As with all Big South tournaments, the lights are dimmed before lineups are announced, and each team's introductory video is shown. This gives a home court feel, even for those schools that are miles away from their respective arenas. Some of the bands attended, and for varying times. Having the bands around for more of the tournament would have been a welcome addition. The schools' cheerleaders and dance teams also made appearances, which helped add to the atmosphere. As one might expect, the arena got quite rowdy for Campbell's Thursday evening first-round game. Though the Camels were eliminated in their first contest, the crowd came out in full throat to cheer on the home charges, making for an extremely loud and lively evening.

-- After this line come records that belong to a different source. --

impl RemoteState {
    fn from_persisted(data: PersistedTasks) -> Self {
        let mut state = Self::default();
        for (key, task) in data.tasks {
            if task.is_well_formed() == false {
                log::warn!("Ignoring persisted task {:?} that has no id", key);
                continue;
            }
            if task.id() != &key {
                log::warn!("Persisted task {} was stored under key {}", task.id(), key);
            }
            state.tasks.insert(task.id().clone(), task);
        }
        for id in data.unsynced {
            if state.tasks.contains_key(&id) {
                state.mark_unsynced(id);
            }
        }
        state.deleted = data.deleted;
        state.last_sync = data.last_sync;
        state
    }

    fn to_persisted(&self) -> PersistedTasks {
        PersistedTasks {
            tasks: self.tasks.clone(),
            unsynced: self.unsynced.keys().cloned().collect(),
            deleted: self.deleted.clone(),
            last_sync: self.last_sync,
        }
    }

    fn mark_unsynced(&mut self, id: TaskId) {
        self.generation += 1;
        self.deleted.remove(&id);
        self.unsynced.insert(id, self.generation);
    }

    fn has_pending_write(&self, id: &TaskId) -> bool {
        self.unsynced.contains_key(id) || self.deleted.contains(id)
    }

    fn pending(&self) -> usize {
        self.unsynced.len() + self.deleted.len()
    }
}


/// What the container shares with its background workers
struct Shared {
    persistence_key: String,
    persistence: Arc<dyn Persistence>,
    state: Mutex<RemoteState>,
    save_lock: Mutex<()>,
    pending_writes: watch::Sender<usize>,
    sync_wake: Notify,
    persist_wake: Notify,
}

One item of note -- the fans/air conditioning in the building can prove to be quite problematic. They came on during each session, and were both so forceful that stat sheets and other debris blew off the scorer's table, and so cold that fans and others were left scrambling for jackets. The air can also lead to your food getting cool a bit earlier than desired, so keep this in mind.
Buies Creek is a tiny portion of North Carolina's Harnett County, measuring fewer than three square miles. As such, the neighborhood near the campus is somewhat limited to US Highway 421, which runs between Dunn and Lillington, the two nearest cities. There are a few dining establishments within walking distance, including Moe's Southwest Grill, Chick-fil-A Express, and Subway. Most are good for a quick bite before, after, or between games, but are open odd hours. Be careful to check the hours before venturing outside. There are also a few light-service options around, such as Starbucks and The Groc (an on-campus convenience store). Creek Coffee is also located in the vicinity. For an idea of the locations of these establishments, view Campbell's map here.
Most of the other dining options can be found in Dunn (about 10 miles south of campus toward Interstate 95) or Lillington (five miles or so north along US Highway 421). Chain dining abounds in each city, with an increasing amount of options as I-95 approaches in Dunn.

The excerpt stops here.